The financial responsibility of being a trustee
Written by Professor Robert Anthony, Anthony & Cie
GGI Insider (#50), November 2010
When using an offshore company, one needs to be careful not to be requalified for tax purposes elsewhere. An example is Australia where a tax payer (the trustee) was share trading in Australia using trading accounts on behalf of non-resident corporations. The trustee, Leighton, based in Monaco was assessed by the Australian tax authorities. The tax payer was a non-resident who lived and conducted business in Monaco. The beneficial owners were unidentified third parties. The corporations engaged in share trading with moneys funnelled through a custodian arrangement with an Australian bank in the taxpayer’s own name. The profits were remitted to a custodian account in Monaco and there was no tax paid on the profits. The tax payer contended that article 98.3 could not apply if the trading was undertaken by the corporations and not him. The court held the taxpayer was a trustee and therefore liable for tax. He controlled what was bought and sold. Some EUR 25 million in taxation is now due.
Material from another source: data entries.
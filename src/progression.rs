use crate::ability::Ability;
use crate::cassette::Track;
use crate::enemy::EnemyKind;
use crate::rhythm::Grade;
use std::collections::BTreeSet;
use tracing::{debug, info};

pub const MAX_HEALTH: u32 = 100;
pub const MAX_ENERGY: u32 = 100;
pub const PLANNED_LEVELS: usize = 30;
pub const TOTAL_CASSETTES: usize = 6;
const ENERGY_REGEN_PER_TICK: u32 = 1;

#[derive(Debug, Clone, PartialEq)]
pub enum ProgressEvent {
    CassetteCollected(String),
    AbilityUnlocked(Ability),
    SecretFound(String),
    DiaryRead(String),
    EnemyDefeated(EnemyKind),
    BossDefeated,
    RhythmBattleGraded(Grade),
}

#[derive(Debug, Clone)]
pub struct Progression {
    pub(crate) health: u32,
    pub(crate) energy: u32,
    pub(crate) collected_cassettes: BTreeSet<String>,
    pub(crate) unlocked_abilities: BTreeSet<Ability>,
    pub(crate) completed_levels: BTreeSet<String>,
    pub(crate) found_secrets: BTreeSet<String>,
    pub(crate) unlocked_memories: BTreeSet<String>,
    pub(crate) read_diaries: BTreeSet<String>,
    pub(crate) watched_cutscenes: BTreeSet<String>,
    pub(crate) play_time: f32,
    pub(crate) game_completed: bool,
    pub current_act: u32,
    pub current_level: u32,
    events: Vec<ProgressEvent>,
}

impl Default for Progression {
    fn default() -> Self {
        Self {
            health: MAX_HEALTH,
            energy: MAX_ENERGY,
            collected_cassettes: BTreeSet::new(),
            unlocked_abilities: BTreeSet::new(),
            completed_levels: BTreeSet::new(),
            found_secrets: BTreeSet::new(),
            unlocked_memories: BTreeSet::new(),
            read_diaries: BTreeSet::new(),
            watched_cutscenes: BTreeSet::new(),
            play_time: 0.0,
            game_completed: false,
            current_act: 1,
            current_level: 1,
            events: Vec::new(),
        }
    }
}

/// Pending events are transient and take no part in equality.
impl PartialEq for Progression {
    fn eq(&self, other: &Self) -> bool {
        self.health == other.health
            && self.energy == other.energy
            && self.collected_cassettes == other.collected_cassettes
            && self.unlocked_abilities == other.unlocked_abilities
            && self.completed_levels == other.completed_levels
            && self.found_secrets == other.found_secrets
            && self.unlocked_memories == other.unlocked_memories
            && self.read_diaries == other.read_diaries
            && self.watched_cutscenes == other.watched_cutscenes
            && self.play_time == other.play_time
            && self.game_completed == other.game_completed
            && self.current_act == other.current_act
            && self.current_level == other.current_level
    }
}

impl Progression {
    pub fn new() -> Self {
        Self::default()
    }

    pub fn health(&self) -> u32 {
        self.health
    }

    pub fn energy(&self) -> u32 {
        self.energy
    }

    pub fn play_time(&self) -> f32 {
        self.play_time
    }

    pub fn game_completed(&self) -> bool {
        self.game_completed
    }

    pub fn collected_cassettes(&self) -> &BTreeSet<String> {
        &self.collected_cassettes
    }

    pub fn unlocked_abilities(&self) -> &BTreeSet<Ability> {
        &self.unlocked_abilities
    }

    pub fn completed_levels(&self) -> &BTreeSet<String> {
        &self.completed_levels
    }

    pub fn found_secrets(&self) -> &BTreeSet<String> {
        &self.found_secrets
    }

    pub fn unlocked_memories(&self) -> &BTreeSet<String> {
        &self.unlocked_memories
    }

    pub fn read_diaries(&self) -> &BTreeSet<String> {
        &self.read_diaries
    }

    pub fn watched_cutscenes(&self) -> &BTreeSet<String> {
        &self.watched_cutscenes
    }

    pub fn has_ability(&self, ability: Ability) -> bool {
        self.unlocked_abilities.contains(&ability)
    }

    pub fn has_cassette(&self, track_id: &str) -> bool {
        self.collected_cassettes.contains(track_id)
    }

    pub fn is_level_completed(&self, level_id: &str) -> bool {
        self.completed_levels.contains(level_id)
    }

    /// Returns true only the first time a track is collected.
    pub fn collect_cassette(&mut self, track_id: &str) -> bool {
        if !self.collected_cassettes.insert(track_id.to_string()) {
            return false;
        }
        info!(track = %track_id, total = self.collected_cassettes.len(), "cassette_collected");
        self.events
            .push(ProgressEvent::CassetteCollected(track_id.to_string()));

        if let Some(ability) = Ability::unlocked_by_track(track_id) {
            self.unlock_ability(ability);
        }
        let all_story = Track::STORY
            .iter()
            .all(|track| self.collected_cassettes.contains(track.id()));
        if all_story {
            self.unlock_ability(Ability::UltimateCombo);
        }
        true
    }

    pub fn unlock_ability(&mut self, ability: Ability) -> bool {
        if !self.unlocked_abilities.insert(ability) {
            return false;
        }
        info!(ability = ability.id(), "ability_unlocked");
        self.events.push(ProgressEvent::AbilityUnlocked(ability));
        true
    }

    pub fn take_damage(&mut self, amount: u32) {
        self.health = self.health.saturating_sub(amount);
    }

    pub fn heal(&mut self, amount: u32) {
        self.health = self.health.saturating_add(amount).min(MAX_HEALTH);
    }

    pub fn use_energy(&mut self, amount: u32) -> bool {
        if self.energy < amount {
            return false;
        }
        self.energy -= amount;
        true
    }

    pub fn restore_energy(&mut self, amount: u32) {
        self.energy = self.energy.saturating_add(amount).min(MAX_ENERGY);
    }

    pub fn restore_vitals(&mut self) {
        self.health = MAX_HEALTH;
        self.energy = MAX_ENERGY;
    }

    pub fn complete_level(&mut self, level_id: &str) -> bool {
        let added = self.completed_levels.insert(level_id.to_string());
        if added {
            info!(level = %level_id, "level_completed");
        }
        added
    }

    pub fn unlock_memory(&mut self, memory_id: &str) -> bool {
        let added = self.unlocked_memories.insert(memory_id.to_string());
        if added {
            debug!(memory = %memory_id, "memory_unlocked");
        }
        added
    }

    pub fn read_diary(&mut self, diary_id: &str) -> bool {
        let added = self.read_diaries.insert(diary_id.to_string());
        if added {
            self.events.push(ProgressEvent::DiaryRead(diary_id.to_string()));
        }
        added
    }

    pub fn watch_cutscene(&mut self, cutscene_id: &str) -> bool {
        self.watched_cutscenes.insert(cutscene_id.to_string())
    }

    pub fn find_secret(&mut self, secret_id: &str) -> bool {
        let added = self.found_secrets.insert(secret_id.to_string());
        if added {
            debug!(secret = %secret_id, "secret_found");
            self.events
                .push(ProgressEvent::SecretFound(secret_id.to_string()));
        }
        added
    }

    pub fn set_game_completed(&mut self) {
        if !self.game_completed {
            info!(play_time = self.play_time, "game_completed");
        }
        self.game_completed = true;
    }

    /// Advances play time and regenerates a fixed amount of energy per call.
    pub fn tick(&mut self, dt: f32) {
        self.play_time += dt;
        if self.energy < MAX_ENERGY {
            self.restore_energy(ENERGY_REGEN_PER_TICK);
        }
    }

    pub fn record(&mut self, event: ProgressEvent) {
        self.events.push(event);
    }

    pub fn drain_events(&mut self) -> Vec<ProgressEvent> {
        std::mem::take(&mut self.events)
    }

    pub fn has_pending_events(&self) -> bool {
        !self.events.is_empty()
    }

    pub fn completion(&self) -> f32 {
        (self.completed_levels.len() as f32 / PLANNED_LEVELS as f32).min(1.0)
    }

    pub fn cassette_count(&self) -> usize {
        self.collected_cassettes.len()
    }

    pub fn memory_count(&self) -> usize {
        self.unlocked_memories.len()
    }
}
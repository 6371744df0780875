use crate::audio::AudioSink;
use crate::progression::Progression;
use rand::seq::SliceRandom;
use rand::Rng;
use tracing::{debug, info};

pub const TIME_LIMIT: f32 = 30.0;
pub const SUCCESS_ENERGY: u32 = 20;
pub const MEMORY_PUZZLE_HEAL: u32 = 15;
pub const WORD_ASSOCIATION_ENERGY: u32 = 30;
const MEMORY_MIN_LEN: usize = 10;
const SEQUENCE_LEN: usize = 4;

const LYRIC_TEMPLATES: [&str; 5] = [
    "My voice _ through the noise",
    "Freedom _ in every note",
    "Music _ louder than the bans",
    "I _ in my own words",
    "Sound _ through the walls",
];

const LYRIC_WORDS: [&str; 10] = [
    "sounds", "breaks", "lives", "breathes", "speak", "shout", "sing", "fight", "fly", "bursts",
];

const MEMORY_FRAGMENTS: [&str; 5] = [
    "The first club gig...",
    "The studio on the old street...",
    "Recording the debut album...",
    "Meeting the producer...",
    "The radio interview...",
];

const RHYMES: [&str; 4] = ["choice", "rejoice", "invoice", "noise"];
const SEQUENCE_KEYS: [char; 4] = ['a', 's', 'd', 'f'];

#[derive(Debug, Clone, Copy, PartialEq, Eq)]
pub enum MiniGameKind {
    LyricCreation,
    MemoryPuzzle,
    RhythmSequence,
    WordAssociation,
}

impl MiniGameKind {
    pub const ALL: [MiniGameKind; 4] = [
        MiniGameKind::LyricCreation,
        MiniGameKind::MemoryPuzzle,
        MiniGameKind::RhythmSequence,
        MiniGameKind::WordAssociation,
    ];

    pub fn title(self) -> &'static str {
        match self {
            MiniGameKind::LyricCreation => "Write a verse",
            MiniGameKind::MemoryPuzzle => "Restore the memory",
            MiniGameKind::RhythmSequence => "Repeat the rhythm",
            MiniGameKind::WordAssociation => "Wordplay",
        }
    }
}

#[derive(Debug, Clone, PartialEq)]
pub struct MiniGameOutcome {
    pub kind: MiniGameKind,
    pub success: bool,
    pub score: u32,
}

#[derive(Debug, Clone)]
pub struct MiniGame {
    kind: MiniGameKind,
    prompt: String,
    answer: Option<String>,
    input: String,
    elapsed: f32,
    score: u32,
}

impl MiniGame {
    pub fn start(kind: MiniGameKind, rng: &mut impl Rng) -> Self {
        let (prompt, answer) = match kind {
            MiniGameKind::LyricCreation => (pick(&LYRIC_TEMPLATES, rng), None),
            MiniGameKind::MemoryPuzzle => (pick(&MEMORY_FRAGMENTS, rng), None),
            MiniGameKind::RhythmSequence => {
                let sequence: String = (0..SEQUENCE_LEN)
                    .map(|_| SEQUENCE_KEYS[rng.gen_range(0..SEQUENCE_KEYS.len())])
                    .collect();
                let shown = sequence
                    .chars()
                    .map(|c| c.to_ascii_uppercase().to_string())
                    .collect::<Vec<_>>()
                    .join("-");
                (format!("Repeat the rhythm: {shown}"), Some(sequence))
            }
            MiniGameKind::WordAssociation => ("Find a rhyme for: VOICE".to_string(), None),
        };
        debug!(kind = ?kind, "mini_game_started");
        Self {
            kind,
            prompt,
            answer,
            input: String::new(),
            elapsed: 0.0,
            score: 0,
        }
    }

    pub fn kind(&self) -> MiniGameKind {
        self.kind
    }

    pub fn prompt(&self) -> &str {
        &self.prompt
    }

    pub fn input(&self) -> &str {
        &self.input
    }

    pub fn time_left(&self) -> f32 {
        (TIME_LIMIT - self.elapsed).max(0.0)
    }

    /// Accepts letters only.
    pub fn push_char(&mut self, c: char, audio: &mut dyn AudioSink) {
        if c.is_ascii_alphabetic() {
            self.input.push(c.to_ascii_lowercase());
            audio.play_sound("collect", 0.3);
        }
    }

    pub fn backspace(&mut self) {
        self.input.pop();
    }

    /// Checks the typed answer. A wrong answer keeps the game running.
    pub fn submit(
        &mut self,
        progress: &mut Progression,
        audio: &mut dyn AudioSink,
    ) -> Option<MiniGameOutcome> {
        let input = self.input.as_str();
        let (solved, points) = match self.kind {
            MiniGameKind::LyricCreation => (LYRIC_WORDS.iter().any(|w| input.contains(w)), 100),
            MiniGameKind::WordAssociation => (RHYMES.iter().any(|w| input.contains(w)), 100),
            MiniGameKind::MemoryPuzzle => (input.chars().count() >= MEMORY_MIN_LEN, 50),
            MiniGameKind::RhythmSequence => (self.answer.as_deref() == Some(input), 100),
        };
        if !solved {
            return None;
        }
        self.score += points;
        Some(self.finish(true, progress, audio))
    }

    /// Runs the clock. Returns a failure once time is up.
    pub fn update(
        &mut self,
        dt: f32,
        progress: &mut Progression,
        audio: &mut dyn AudioSink,
    ) -> Option<MiniGameOutcome> {
        self.elapsed += dt;
        if self.elapsed > TIME_LIMIT {
            return Some(self.finish(false, progress, audio));
        }
        None
    }

    /// Leaving early counts as a failure.
    pub fn cancel(
        &mut self,
        progress: &mut Progression,
        audio: &mut dyn AudioSink,
    ) -> MiniGameOutcome {
        self.finish(false, progress, audio)
    }

    fn finish(
        &mut self,
        success: bool,
        progress: &mut Progression,
        audio: &mut dyn AudioSink,
    ) -> MiniGameOutcome {
        if success {
            progress.restore_energy(SUCCESS_ENERGY);
            match self.kind {
                MiniGameKind::LyricCreation => {
                    let stamp = (progress.play_time() * 1000.0) as u64;
                    progress.unlock_memory(&format!("created_lyric_{stamp}"));
                }
                MiniGameKind::MemoryPuzzle => progress.heal(MEMORY_PUZZLE_HEAL),
                MiniGameKind::WordAssociation => progress.restore_energy(WORD_ASSOCIATION_ENERGY),
                MiniGameKind::RhythmSequence => {}
            }
            audio.play_sound("ability", 1.0);
            info!(kind = ?self.kind, score = self.score, "mini_game_won");
        } else {
            audio.play_sound("hurt", 0.5);
            info!(kind = ?self.kind, "mini_game_failed");
        }
        MiniGameOutcome {
            kind: self.kind,
            success,
            score: self.score,
        }
    }
}

fn pick(options: &[&str], rng: &mut impl Rng) -> String {
    options.choose(rng).copied().unwrap_or_default().to_string()
}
The moral of this story is to know where you put your feet when advising clients and the responsibility taken. The idea of substance over form and the use of treaty protection are essential in today’s fiscal environment. The setting up of holding companies requires a real purpose and not just a letter box. Pure agency companies with no real activity can result, even where this is normally a treaty protection a real liability to the director. In certain instances the loss of the treaty protection due to an anti-treaty shopping clause in the treaty can create the same problem as in the above case. Where the fiscal net is tightening worldwide, my strong advice is to review files to ensure that one is not exposed to the same fate as poor Norman Leighton. I know Norman and this shows how the evolution of tax inspector’s offices is following the trends of legislation. In addition with the choice of jurisdictions, why do what he did anyway? It makes no sense. Cyprus doesn’t tax financial transactions in a Cyprus resident company so why choose Australia?
For those who wish to review the case it is Leighton v FCT (2010) FCA 1086 (Federal Court, Gordon J. 6 October 2010).